Finally, a scientific explaination for my head!
The frontal cortex of the brain is what controls impulse, organization, and motivation. Glucose (brain-fuel) is what kicks it into gear. My brain does not have a properly functioning glucose-secretion system (or something like that) and so when I try to concentrate, my brain goes to sleep. No joke! So telling me to focus is like telling the fat kid in gym to run faster. It's not that I don't want to, I'm just not able. I act primarily within the lymbic system-by emotion. This explains my ease in working in an emergency room. I simply react to all that goes on around me. Because of a lack of impulse control, I will say what comes to my mind without thinking of the implications of this action. So if I've ever said anything stupid or rude to you, I totally didn't mean it. This is also why when something funny comes to mind, no matter how inappropriate it is, I'll say it out loud. That's why I entertain you people so much. That's why you people get me at parties, not so much at work.
I don't have a filter!
Turns out, they make pills for that. I have been researching them for two days straight and I still cannot get on board with it. I understand the positives, but the negatives! I'm not sure it's a good trade.

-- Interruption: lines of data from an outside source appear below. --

//! Sequential unlocking of lectures.
//!
//! A lecture opens once the lecture before it is completed; the first lecture
//! of a module follows the last lecture of the previous module. `(0, 0)` is
//! always open.

use serde::{Deserialize, Serialize};
use std::collections::BTreeMap;

use crate::model::{ContentError, CourseContent, EnrollmentProgress, LectureRef};

/// Unlock flag for every lecture in the course.
pub type UnlockMap = BTreeMap<LectureRef, bool>;

/// Sub-state of an unlocked lecture that owns a quiz.
#[derive(Debug, Clone, Copy, PartialEq, Eq, Serialize, Deserialize)]
pub enum QuizState {
    NoQuiz,
    NotAttempted,
    Failed,
    Passed,
}

/// Where a lecture sits in the `Locked → Unlocked → Completed` progression.
#[derive(Debug, Clone, Copy, PartialEq, Eq, Serialize, Deserialize)]
pub enum LectureAccess {
    Locked,
    Unlocked(QuizState),
    Completed,
}

impl LectureAccess {
    #[must_use]
    pub fn is_accessible(self) -> bool {
        !matches!(self, LectureAccess::Locked)
    }
}

/// The lecture that gates `at`, or `None` for the very first lecture.
///
/// Empty modules are skipped so they never block the course.
fn predecessor(content: &CourseContent, at: LectureRef) -> Option<LectureRef> {
    if at.lecture > 0 {
        return Some(LectureRef::new(at.module, at.lecture - 1));
    }
    (0..at.module).rev().find_map(|module| {
        content
            .last_lecture_index(module)
            .map(|lecture| LectureRef::new(module, lecture))
    })
}

/// Whether the learner may open the lecture at `at`.
///
/// # Errors
///
/// Returns `ContentError` if `at` does not exist in `content`.
pub fn is_unlocked(
    content: &CourseContent,
    progress: &EnrollmentProgress,
    at: LectureRef,
) -> Result<bool, ContentError> {
    content.lecture(at)?;
    Ok(predecessor(content, at).is_none_or(|prev| progress.is_lecture_completed(prev)))
}

/// Unlock flags for all lectures, keyed by position.
#[must_use]
pub fn unlock_map(content: &CourseContent, progress: &EnrollmentProgress) -> UnlockMap {
    content
        .lecture_refs()
        .map(|at| {
            let open =
                predecessor(content, at).is_none_or(|prev| progress.is_lecture_completed(prev));
            (at, open)
        })
        .collect()
}

/// Full access state of one lecture, including the quiz sub-state.
///
/// # Errors
///
/// Returns `ContentError` if `at` does not exist in `content`.
pub fn lecture_access(
    content: &CourseContent,
    progress: &EnrollmentProgress,
    at: LectureRef,
) -> Result<LectureAccess, ContentError> {
    let lecture = content.lecture(at)?;
    if progress.is_lecture_completed(at) {
        return Ok(LectureAccess::Completed);
    }
    if !is_unlocked(content, progress, at)? {
        return Ok(LectureAccess::Locked);
    }
    if lecture.quiz.is_none() {
        return Ok(LectureAccess::Unlocked(QuizState::NoQuiz));
    }
    let state = match progress.lecture(at).and_then(|l| l.quiz_result()) {
        None => QuizState::NotAttempted,
        Some(result) if result.passed => QuizState::Passed,
        Some(_) => QuizState::Failed,
    };
    Ok(LectureAccess::Unlocked(state))
}

/// First lecture the learner can open but has not completed yet.
#[must_use]
pub fn next_lecture(content: &CourseContent, progress: &EnrollmentProgress) -> Option<LectureRef> {
    let unlocks = unlock_map(content, progress);
    unlocks
        .into_iter()
        .find(|(at, open)| *open && !progress.is_lecture_completed(*at))
        .map(|(at, _)| at)
}
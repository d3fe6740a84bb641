//! Landing page
//!
//! Headline, a short explanation and the button that opens the share dialog.

use iced::widget::{button, column, container, row, text, Space};
use iced::{Alignment, Element, Length, Padding};

use link_core::{LinkKind, ShareConfig};

use crate::Message;

/// Render the landing page
pub fn view(config: &ShareConfig) -> Element<'static, Message> {
    let labels: Vec<&str> = LinkKind::ALL
        .iter()
        .map(|kind| config.label(*kind).label.as_str())
        .collect();
    let eligible: Vec<&str> = LinkKind::ALL
        .iter()
        .filter(|kind| config.is_qr_eligible(**kind))
        .map(|kind| config.label(*kind).label.as_str())
        .collect();

    let share_button = button(
        row![text("Share a Link").size(16)]
            .align_y(Alignment::Center),
    )
    .on_press(Message::OpenShare)
    .padding(Padding::from([12, 32]))
    .style(button::primary);

    let content = column![
        text("Link Sharing Hub").size(32),
        text("Share your content with different types of links.").size(14),
        Space::new().height(24),
        share_button,
        Space::new().height(16),
        text(format!("Choose from {} link types", join_labels(&labels)))
            .size(11)
            .color([0.5, 0.5, 0.5]),
        text(format!("QR codes available for {} links", join_labels(&eligible)))
            .size(11)
            .color([0.5, 0.5, 0.5]),
    ]
    .spacing(8)
    .align_x(Alignment::Center);

    container(content)
        .width(Length::Fill)
        .height(Length::Fill)
        .align_x(iced::alignment::Horizontal::Center)
        .align_y(iced::alignment::Vertical::Center)
        .into()
}

/// "A", "A and B", "A, B, or C"
fn join_labels(labels: &[&str]) -> String {
    match labels {
        [] => String::new(),
        [one] => one.to_string(),
        [first, second] => format!("{} and {}", first, second),
        [init @ .., last] => format!("{}, or {}", init.join(", "), last),
    }
}

#[cfg(test)]
mod tests {
    use super::*;

    #[test]
    fn test_join_labels() {
        assert_eq!(join_labels(&["Iframe", "Anonymous"]), "Iframe and Anonymous");
        assert_eq!(join_labels(&["URL", "Iframe", "Anonymous"]), "URL, Iframe, or Anonymous");
    }
}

I'm continuing to have the feeling that disorganziation and lack of focus and impulse control are actually not MY problem. Given free reign of my life, I find that I really don't mind it so much. For those of you who have a problem with me, I'm sorry if my behaviour affects you negatively. I certainly don't intend to be a burden on you-but I cannot compromise myself and take a pill for you, so that you'll feel better about me. I hope you understand that I will find a way to cope, and that I'm making it just fine in the world-even though no one actually reads my blog. That's probably a good thing right about now. If you are reading me, thank you, and welcome, and know that I'm not angry. In fact, I feel pretty good right about now.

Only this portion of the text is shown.